Author's Note:

Hey everyone. I'm glad that lots of you are eager to see more of the story I have set up, but sadly I have to announce that I am discontinuing this fic.

Truthfully, I haven't mapped out all three years of Saitama's training and though I have key events in mind, they sadly would only make up a fraction of all the days I would have to cover and truthfully I would have to resorted to filler in skipping days such as with Saitama learning real-life events and concepts.

It's hard in my mind to skip any single day of Saitama's training, since I wanted to convey how strenuous that kind of work for three years would feel for the young boy.

But at the same time, I don't want to bore and confuse the reader with large amounts of days of filler via Saitama just reading as much about our real world as I could learn and reflect on as I kept thinking about the next day to write as one example.

I was planning to have real-world events and quotes that Saitama picks up his daily readings tie into some important events Saitama faces during the actual events of MHA, but honestly I feel it better to have Saitama's impact on said important events be recontextualized through a different form of interaction and involvement that Saitama experiences during his first year at UA and perhaps right before the start of the anime/manga's events.

Another reason I'm discontinuing this fic is that although I like the idea of Saitama becoming familiar with some of the characters in the MHAverse before the start of Deku's UA years, truthfully I'd prefer that Saitama be unknown to the students, teachers, and heroes of that universe until Saitama is about to enter UA.

To me, it would sell a bigger impact and shock between those characters towards this cartoonishly-designed lackadaisical dude if they've never witnessed such a figure in the making until they enter the mess that is UA.

And if I want those characters to be unknown to Saitama and his powers, that means I'd have to add more filler to the three years as I cut out any interaction between those younger characters and little Saitama.

Not to mention that I haven't read the Vigilantes story taking place before MHA, so I'd feel upset if I skipped those characters since I know people would be eager to have Saitama meet those characters though I'm not planning on focusing on those characters.

And frankly, though it's interesting to read how Saitama maintains his will in spite of his hellish challenge and learn about where he got the challenge from, I've found it better to keep Saitama's training ambiguous since a few cuts to Saitama's exercise in the One Punch Man story was all we needed to realize how batshit insane and unique Saitama's mind is compared to most people. I didn't really need to go through all days of the training to convey Saitama's somewhat lunacy, but at the same time I'd go nuts if I skipped any single day.

And as I said, the events I did have planned within the three years are now being cancelled in favor of surprising all the MHA characters with the arrival of the OP Saitama right as he's about to enter UA without any awareness in their younger years that such a godly force would be among them, or that such a laidback guy like Saitama would be dead-set on entering UA without any reconsideration in spite of how much of a joke his attitude and appearance would convey. It'd be more surreal for those characters to see Saitama be unenthusiastic one minute and then unparalleled in ability and power the next minute, without them having a prior sense of buildup to either side of Saitama by seeing the boy in their younger years.

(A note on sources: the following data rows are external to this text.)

use chrono::NaiveDate;
use serde::{Deserialize, Serialize};
use serde_json::{Map, Value};

/// Fields shared by present/absent rows, used for filtering and counts.
pub trait AttendanceRow {
    fn roll_no(&self) -> u32;
    fn student_name(&self) -> &str;
    fn class_name(&self) -> Option<&str>;
}

/// Row of GET /attendance/absent/. `message` is the text to send the parent.
#[derive(Debug, Clone, Serialize, Deserialize, PartialEq)]
pub struct AbsentRecord {
    pub roll_no: u32,
    pub student_name: String,
    #[serde(default)]
    pub contact: String,
    #[serde(default, skip_serializing_if = "Option::is_none")]
    pub message: Option<String>,
    #[serde(default, skip_serializing_if = "Option::is_none")]
    pub class_name: Option<String>,
    #[serde(flatten)]
    pub extra: Map<String, Value>,
}

/// Row of GET /attendance/present/.
#[derive(Debug, Clone, Serialize, Deserialize, PartialEq)]
pub struct PresentRecord {
    pub roll_no: u32,
    pub student_name: String,
    #[serde(default, skip_serializing_if = "Option::is_none")]
    pub class_name: Option<String>,
    #[serde(flatten)]
    pub extra: Map<String, Value>,
}

impl AttendanceRow for AbsentRecord {
    fn roll_no(&self) -> u32 {
        self.roll_no
    }

    fn student_name(&self) -> &str {
        &self.student_name
    }

    fn class_name(&self) -> Option<&str> {
        self.class_name.as_deref()
    }
}

impl AttendanceRow for PresentRecord {
    fn roll_no(&self) -> u32 {
        self.roll_no
    }

    fn student_name(&self) -> &str {
        &self.student_name
    }

    fn class_name(&self) -> Option<&str> {
        self.class_name.as_deref()
    }
}

impl AttendanceRow for crate::models::student::Student {
    fn roll_no(&self) -> u32 {
        self.roll_no
    }

    fn student_name(&self) -> &str {
        &self.student_name
    }

    fn class_name(&self) -> Option<&str> {
        Some(&self.class_name)
    }
}

/// POST /attendance/finalize/
#[derive(Debug, Clone, Serialize, Deserialize)]
pub struct FinalizeReport {
    pub message: String,
    #[serde(default)]
    pub date: Option<NaiveDate>,
}

#[cfg(test)]
mod tests {
    use super::*;

    #[test]
    fn test_absent_record_keeps_extra_fields_in_order() {
        let record: AbsentRecord = serde_json::from_str(
            r#"{"roll_no": 4, "student_name": "Meera", "contact": "9876543210",
                "message": "Dear Parent, Your child Meera was absent on 2026-10-19.",
                "parent_name": "Sunil"}"#,
        )
        .unwrap();
        assert_eq!(record.extra.get("parent_name"), Some(&Value::from("Sunil")));
        assert!(record.class_name.is_none());

        let keys: Vec<String> = match serde_json::to_value(&record).unwrap() {
            Value::Object(map) => map.keys().cloned().collect(),
            _ => unreachable!(),
        };
        assert_eq!(
            keys,
            vec!["roll_no", "student_name", "contact", "message", "parent_name"]
        );
    }

    #[test]
    fn test_finalize_report_date_optional() {
        let report: FinalizeReport =
            serde_json::from_str(r#"{"message": "Attendance finalized"}"#).unwrap();
        assert!(report.date.is_none());

        let report: FinalizeReport =
            serde_json::from_str(r#"{"message": "ok", "date": "2026-10-19"}"#).unwrap();
        assert_eq!(report.date, NaiveDate::from_ymd_opt(2026, 10, 19));
    }
}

I am planning on having Saitama involved in the events of MHA, but I'm planning on rebooting the story to be just before Saitama would face the application test and results for UA with his OP status already finalized years before rather than starting before he'd enter middle school. I wouldn't change how Saitama got his super-suit, or deviate from the amount of power Saitama received during his training. In that way, focusing on every single day and event within the three years of training felt a bit arbitrary to me since I could easily convey those transformative years of Saitama's life in clear dialogue during interactions without having to flash back to those complete years of transformation.

I have a bad habit of starting stories with a whole bunch of ideas in mind without solidifying a lot of them and thus realizing how impractical and ineffective they'd actually be, or how nonsensical the story would feel. It's not necessarily that I don't have a beginning, middle, and end, it's that the journey is more important than the ending and I don't want to just lead to the ending. I want the ending to feel special without feeling the urge to get to there, and that urge is something that's been controlling me while thinking about this story.

I do want to put Saitama into MHA, but I can't progress if I don't plan out all important details and thinking about all the consequences of every single piece of writing, whether it affects the plot, the pacing, the feelings of the characters, and the feelings of the readers.

I felt it necessary initially to convey Saitama's journey before MHA starts, but in One Punch Man we didn't need to see the full three years to understand Saitama's mindset and incredible determination that rewarded him with the feats of a god. So I'm carrying that attitude now by skipping now to right before Saitama is prepared to complete his test and application for UA.

The events in this fic will not be carried over to my new fic focusing on Saitama right as he's about to face UA, but nevertheless I will look back on this fic as a key example of how important planning every single detail of my complete story is before I type a single chapter.

I'm sorry for any letdown I cause, and I plan to ensure proper typing time when devoting myself to my "Saitama in MHA" fic without letting the urge to complete and release any section of my story ASAP control me.

My sincerest apologies, but I do plan to rework my writing so that I can do this for the same reason Saitama is a hero: for fun.